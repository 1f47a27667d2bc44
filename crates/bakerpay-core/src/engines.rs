// Engine interfaces consumed by the pipeline: Collector (ledger RPC +
// indexer), Signer, Transactor, and the hook dispatcher. The pipeline only
// ever talks to these traits; concrete backends live in other crates.

use async_trait::async_trait;
use serde::de::DeserializeOwned;
use serde::{Deserialize, Serialize};
use std::sync::Arc;

use crate::address::Address;
use crate::enums::Hook;
use crate::error::{PayoutError, Result};
use crate::ops::Operation;
use crate::Mutez;

/// One delegator row of a cycle, as reported by the indexer.
#[derive(Serialize, Deserialize, Debug, Clone)]
pub struct DelegatorRecord {
    pub address: Address,
    pub delegated_balance: Mutez,
    #[serde(default)]
    pub staked_balance: Mutez,
    /// Account was emptied before the end of the cycle.
    #[serde(default)]
    pub is_emptied: bool,
}

/// On-chain accounting data of one completed reward cycle. Immutable after
/// collection.
#[derive(Serialize, Deserialize, Debug, Clone)]
pub struct CycleData {
    pub cycle: i64,
    pub staking_balance: Mutez,
    pub block_rewards: Mutez,
    pub endorsement_rewards: Mutez,
    pub block_fees: Mutez,
    pub delegators: Vec<DelegatorRecord>,
}

impl CycleData {
    pub fn earned_rewards(&self) -> Mutez {
        self.block_rewards + self.endorsement_rewards
    }

    pub fn earned_fees(&self) -> Mutez {
        self.block_fees
    }
}

/// Chain head snapshot used by the cycle monitor.
#[derive(Serialize, Deserialize, Debug, Clone)]
pub struct HeadBlock {
    pub hash: String,
    pub level: i64,
    pub cycle: i64,
    /// Blocks since the start of the current cycle.
    pub cycle_position: i64,
}

#[derive(Serialize, Deserialize, Debug, Clone, Copy, PartialEq, Eq)]
pub enum OperationStatus {
    Applied,
    Failed,
    Unknown,
}

/// Resource envelope measured for one transfer by a dry-run.
#[derive(Serialize, Deserialize, Debug, Clone, Copy, PartialEq, Eq, Default)]
pub struct OpLimits {
    pub gas_limit: u64,
    pub storage_limit: u64,
    pub transaction_fee: Mutez,
    /// Storage burn charged when the destination account gets allocated.
    pub allocation_fee: Mutez,
    /// Serialized size of this content in bytes.
    pub serialized_size: u64,
}

impl OpLimits {
    /// Total cost the payer of transaction fees carries for this content.
    pub fn total_fee(&self) -> Mutez {
        self.transaction_fee + self.allocation_fee
    }
}

/// Per-content resource measurements of a successful dry-run; aligned by
/// index with the simulated operation's contents.
#[derive(Debug, Clone, Default)]
pub struct SimulationResult {
    pub limits: Vec<OpLimits>,
}

#[derive(Debug, Clone, Copy)]
pub struct DispatchOptions {
    pub confirmations: u64,
    pub ttl: u64,
}

impl Default for DispatchOptions {
    fn default() -> Self {
        DispatchOptions {
            confirmations: crate::DEFAULT_REQUIRED_CONFIRMATIONS,
            ttl: crate::DEFAULT_OPERATION_TTL,
        }
    }
}

/// Data-plane interface to chain state and the indexer.
#[async_trait]
pub trait CollectorEngine: Send + Sync {
    fn id(&self) -> &'static str;
    async fn get_head(&self) -> Result<HeadBlock>;
    async fn get_current_cycle(&self) -> Result<i64>;
    async fn get_last_completed_cycle(&self) -> Result<i64> {
        Ok(self.get_current_cycle().await? - 1)
    }
    async fn get_cycle_data(&self, baker: &Address, cycle: i64) -> Result<CycleData>;
    async fn was_operation_applied(&self, op_hash: &str) -> Result<OperationStatus>;
    /// Block hash `offset` blocks behind head, used as operation branch.
    async fn get_branch(&self, offset: i64) -> Result<String>;
    /// Dry-run the operation and measure per-content resource costs.
    async fn simulate(&self, op: &Operation, public_key: &str) -> Result<SimulationResult>;
    async fn get_balance(&self, address: &Address) -> Result<Mutez>;
}

/// Produces signatures for payout operations.
#[async_trait]
pub trait SignerEngine: Send + Sync {
    /// Address of the payout wallet.
    fn pkh(&self) -> Address;
    /// Public key in its textual form.
    fn public_key(&self) -> String;
    async fn sign(&self, op: &mut Operation) -> Result<()>;
}

/// Handle to a dispatched operation.
#[async_trait]
pub trait OpResult: Send + Sync {
    fn op_hash(&self) -> String;
    async fn wait_for_apply(&self) -> Result<()>;
}

/// Dispatches completed operations and tracks their confirmation.
#[async_trait]
pub trait TransactorEngine: Send + Sync {
    /// Fill in branch, TTL and any missing envelope fields.
    async fn complete(&self, op: &mut Operation, public_key: &str) -> Result<()>;
    async fn dispatch(
        &self,
        op: &Operation,
        options: &DispatchOptions,
    ) -> Result<Box<dyn OpResult>>;
}

/// Invokes registered extension hooks. `dispatch` returns the possibly
/// mutated payload for read-write hooks, `None` when nothing changed.
#[async_trait]
pub trait HookDispatcher: Send + Sync {
    async fn dispatch(
        &self,
        hook: Hook,
        version: &str,
        data: serde_json::Value,
    ) -> Result<Option<serde_json::Value>>;
    /// Close extensions whose lifespan is scoped to the pipeline run.
    async fn close_scoped(&self);
    async fn close_all(&self);
}

/// Dispatcher used when no extensions are configured.
pub struct NoopHookDispatcher;

#[async_trait]
impl HookDispatcher for NoopHookDispatcher {
    async fn dispatch(
        &self,
        _hook: Hook,
        _version: &str,
        _data: serde_json::Value,
    ) -> Result<Option<serde_json::Value>> {
        Ok(None)
    }

    async fn close_scoped(&self) {}

    async fn close_all(&self) {}
}

/// Serialize hook data, run the dispatcher, and fold a mutated response
/// back into place.
pub async fn execute_hook<T>(
    hooks: &dyn HookDispatcher,
    hook: Hook,
    version: &str,
    data: &mut T,
) -> Result<()>
where
    T: Serialize + DeserializeOwned,
{
    let payload = serde_json::to_value(&*data).map_err(|e| PayoutError::Hook {
        hook: hook.to_string(),
        message: format!("failed to serialize hook data: {}", e),
    })?;
    if let Some(mutated) = hooks.dispatch(hook, version, payload).await? {
        *data = serde_json::from_value(mutated).map_err(|e| PayoutError::Hook {
            hook: hook.to_string(),
            message: format!("extension returned malformed data: {}", e),
        })?;
    }
    Ok(())
}

pub type AdminNotifier = Arc<dyn Fn(&str) + Send + Sync>;

pub fn noop_admin_notifier() -> AdminNotifier {
    Arc::new(|_msg: &str| {})
}

/// Engines consumed by the candidate-generation pipeline.
#[derive(Clone)]
pub struct GeneratePayoutsEngines {
    pub collector: Arc<dyn CollectorEngine>,
    pub signer: Arc<dyn SignerEngine>,
    pub hooks: Arc<dyn HookDispatcher>,
    pub admin_notify: AdminNotifier,
}

/// Engines consumed by payout preparation (report reconciliation).
#[derive(Clone)]
pub struct PreparePayoutsEngines {
    pub collector: Arc<dyn CollectorEngine>,
    pub admin_notify: AdminNotifier,
}

/// Engines consumed by the execution loop.
#[derive(Clone)]
pub struct ExecutePayoutsEngines {
    pub collector: Arc<dyn CollectorEngine>,
    pub signer: Arc<dyn SignerEngine>,
    pub transactor: Arc<dyn TransactorEngine>,
    pub admin_notify: AdminNotifier,
}

#[derive(Debug, Clone, Default)]
pub struct GeneratePayoutsOptions {
    pub cycle: i64,
    pub skip_balance_check: bool,
    pub wait_for_sufficient_balance: bool,
}

#[derive(Debug, Clone, Copy, Default)]
pub struct ExecutePayoutsOptions {
    /// Mix smart-contract call recipes into regular batches.
    pub mix_in_contract_calls: bool,
    /// Mix FA transfer recipes into regular batches.
    pub mix_in_fa_transfers: bool,
}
+===+
Problem details: All of the data above should be written out again word for word.

Exercise answer:
repository 1f47a27667d2bc44
filename crates/bakerpay-core/src/engines.rs
// Engine interfaces consumed by the pipeline: Collector (ledger RPC +
// indexer), Signer, Transactor, and the hook dispatcher. The pipeline only
// ever talks to these traits; concrete backends live in other crates.

use async_trait::async_trait;
use serde::de::DeserializeOwned;
use serde::{Deserialize, Serialize};
use std::sync::Arc;

use crate::address::Address;
use crate::enums::Hook;
use crate::error::{PayoutError, Result};
use crate::ops::Operation;
use crate::Mutez;

/// One delegator row of a cycle, as reported by the indexer.
#[derive(Serialize, Deserialize, Debug, Clone)]
pub struct DelegatorRecord {
    pub address: Address,
    pub delegated_balance: Mutez,
    #[serde(default)]
    pub staked_balance: Mutez,
    /// Account was emptied before the end of the cycle.
    #[serde(default)]
    pub is_emptied: bool,
}

/// On-chain accounting data of one completed reward cycle. Immutable after
/// collection.
#[derive(Serialize, Deserialize, Debug, Clone)]
pub struct CycleData {
    pub cycle: i64,
    pub staking_balance: Mutez,
    pub block_rewards: Mutez,
    pub endorsement_rewards: Mutez,
    pub block_fees: Mutez,
    pub delegators: Vec<DelegatorRecord>,
}

impl CycleData {
    pub fn earned_rewards(&self) -> Mutez {
        self.block_rewards + self.endorsement_rewards
    }

    pub fn earned_fees(&self) -> Mutez {
        self.block_fees
    }
}

/// Chain head snapshot used by the cycle monitor.
#[derive(Serialize, Deserialize, Debug, Clone)]
pub struct HeadBlock {
    pub hash: String,
    pub level: i64,
    pub cycle: i64,
    /// Blocks since the start of the current cycle.
    pub cycle_position: i64,
}

#[derive(Serialize, Deserialize, Debug, Clone, Copy, PartialEq, Eq)]
pub enum OperationStatus {
    Applied,
    Failed,
    Unknown,
}

/// Resource envelope measured for one transfer by a dry-run.
#[derive(Serialize, Deserialize, Debug, Clone, Copy, PartialEq, Eq, Default)]
pub struct OpLimits {
    pub gas_limit: u64,
    pub storage_limit: u64,
    pub transaction_fee: Mutez,
    /// Storage burn charged when the destination account gets allocated.
    pub allocation_fee: Mutez,
    /// Serialized size of this content in bytes.
    pub serialized_size: u64,
}

impl OpLimits {
    /// Total cost the payer of transaction fees carries for this content.
    pub fn total_fee(&self) -> Mutez {
        self.transaction_fee + self.allocation_fee
    }
}

/// Per-content resource measurements of a successful dry-run; aligned by
/// index with the simulated operation's contents.
#[derive(Debug, Clone, Default)]
pub struct SimulationResult {
    pub limits: Vec<OpLimits>,
}

#[derive(Debug, Clone, Copy)]
pub struct DispatchOptions {
    pub confirmations: u64,
    pub ttl: u64,
}

impl Default for DispatchOptions {
    fn default() -> Self {
        DispatchOptions {
            confirmations: crate::DEFAULT_REQUIRED_CONFIRMATIONS,
            ttl: crate::DEFAULT_OPERATION_TTL,
        }
    }
}

/// Data-plane interface to chain state and the indexer.
#[async_trait]
pub trait CollectorEngine: Send + Sync {
    fn id(&self) -> &'static str;
    async fn get_head(&self) -> Result<HeadBlock>;
    async fn get_current_cycle(&self) -> Result<i64>;
    async fn get_last_completed_cycle(&self) -> Result<i64> {
        Ok(self.get_current_cycle().await? - 1)
    }
    async fn get_cycle_data(&self, baker: &Address, cycle: i64) -> Result<CycleData>;
    async fn was_operation_applied(&self, op_hash: &str) -> Result<OperationStatus>;
    /// Block hash `offset` blocks behind head, used as operation branch.
    async fn get_branch(&self, offset: i64) -> Result<String>;
    /// Dry-run the operation and measure per-content resource costs.
    async fn simulate(&self, op: &Operation, public_key: &str) -> Result<SimulationResult>;
    async fn get_balance(&self, address: &Address) -> Result<Mutez>;
}

/// Produces signatures for payout operations.
#[async_trait]
pub trait SignerEngine: Send + Sync {
    /// Address of the payout wallet.
    fn pkh(&self) -> Address;
    /// Public key in its textual form.
    fn public_key(&self) -> String;
    async fn sign(&self, op: &mut Operation) -> Result<()>;
}

/// Handle to a dispatched operation.
#[async_trait]
pub trait OpResult: Send + Sync {
    fn op_hash(&self) -> String;
    async fn wait_for_apply(&self) -> Result<()>;
}

/// Dispatches completed operations and tracks their confirmation.
#[async_trait]
pub trait TransactorEngine: Send + Sync {
    /// Fill in branch, TTL and any missing envelope fields.
    async fn complete(&self, op: &mut Operation, public_key: &str) -> Result<()>;
    async fn dispatch(
        &self,
        op: &Operation,
        options: &DispatchOptions,
    ) -> Result<Box<dyn OpResult>>;
}

/// Invokes registered extension hooks. `dispatch` returns the possibly
/// mutated payload for read-write hooks, `None` when nothing changed.
#[async_trait]
pub trait HookDispatcher: Send + Sync {
    async fn dispatch(
        &self,
        hook: Hook,
        version: &str,
        data: serde_json::Value,
    ) -> Result<Option<serde_json::Value>>;
    /// Close extensions whose lifespan is scoped to the pipeline run.
    async fn close_scoped(&self);
    async fn close_all(&self);
}

/// Dispatcher used when no extensions are configured.
pub struct NoopHookDispatcher;

#[async_trait]
impl HookDispatcher for NoopHookDispatcher {
    async fn dispatch(
        &self,
        _hook: Hook,
        _version: &str,
        _data: serde_json::Value,
    ) -> Result<Option<serde_json::Value>> {
        Ok(None)
    }

    async fn close_scoped(&self) {}

    async fn close_all(&self) {}
}

/// Serialize hook data, run the dispatcher, and fold a mutated response
/// back into place.
pub async fn execute_hook<T>(
    hooks: &dyn HookDispatcher,
    hook: Hook,
    version: &str,
    data: &mut T,
) -> Result<()>
where
    T: Serialize + DeserializeOwned,
{
    let payload = serde_json::to_value(&*data).map_err(|e| PayoutError::Hook {
        hook: hook.to_string(),
        message: format!("failed to serialize hook data: {}", e),
    })?;
    if let Some(mutated) = hooks.dispatch(hook, version, payload).await? {
        *data = serde_json::from_value(mutated).map_err(|e| PayoutError::Hook {
            hook: hook.to_string(),
            message: format!("extension returned malformed data: {}", e),
        })?;
    }
    Ok(())
}

pub type AdminNotifier = Arc<dyn Fn(&str) + Send + Sync>;

pub fn noop_admin_notifier() -> AdminNotifier {
    Arc::new(|_msg: &str| {})
}

/// Engines consumed by the candidate-generation pipeline.
#[derive(Clone)]
pub struct GeneratePayoutsEngines {
    pub collector: Arc<dyn CollectorEngine>,
    pub signer: Arc<dyn SignerEngine>,
    pub hooks: Arc<dyn HookDispatcher>,
    pub admin_notify: AdminNotifier,
}

/// Engines consumed by payout preparation (report reconciliation).
#[derive(Clone)]
pub struct PreparePayoutsEngines {
    pub collector: Arc<dyn CollectorEngine>,
    pub admin_notify: AdminNotifier,
}

/// Engines consumed by the execution loop.
#[derive(Clone)]
pub struct ExecutePayoutsEngines {
    pub collector: Arc<dyn CollectorEngine>,
    pub signer: Arc<dyn SignerEngine>,
    pub transactor: Arc<dyn TransactorEngine>,
    pub admin_notify: AdminNotifier,
}

#[derive(Debug, Clone, Default)]
pub struct GeneratePayoutsOptions {
    pub cycle: i64,
    pub skip_balance_check: bool,
    pub wait_for_sufficient_balance: bool,
}

#[derive(Debug, Clone, Copy, Default)]
pub struct ExecutePayoutsOptions {
    /// Mix smart-contract call recipes into regular batches.
    pub mix_in_contract_calls: bool,
    /// Mix FA transfer recipes into regular batches.
    pub mix_in_fa_transfers: bool,
}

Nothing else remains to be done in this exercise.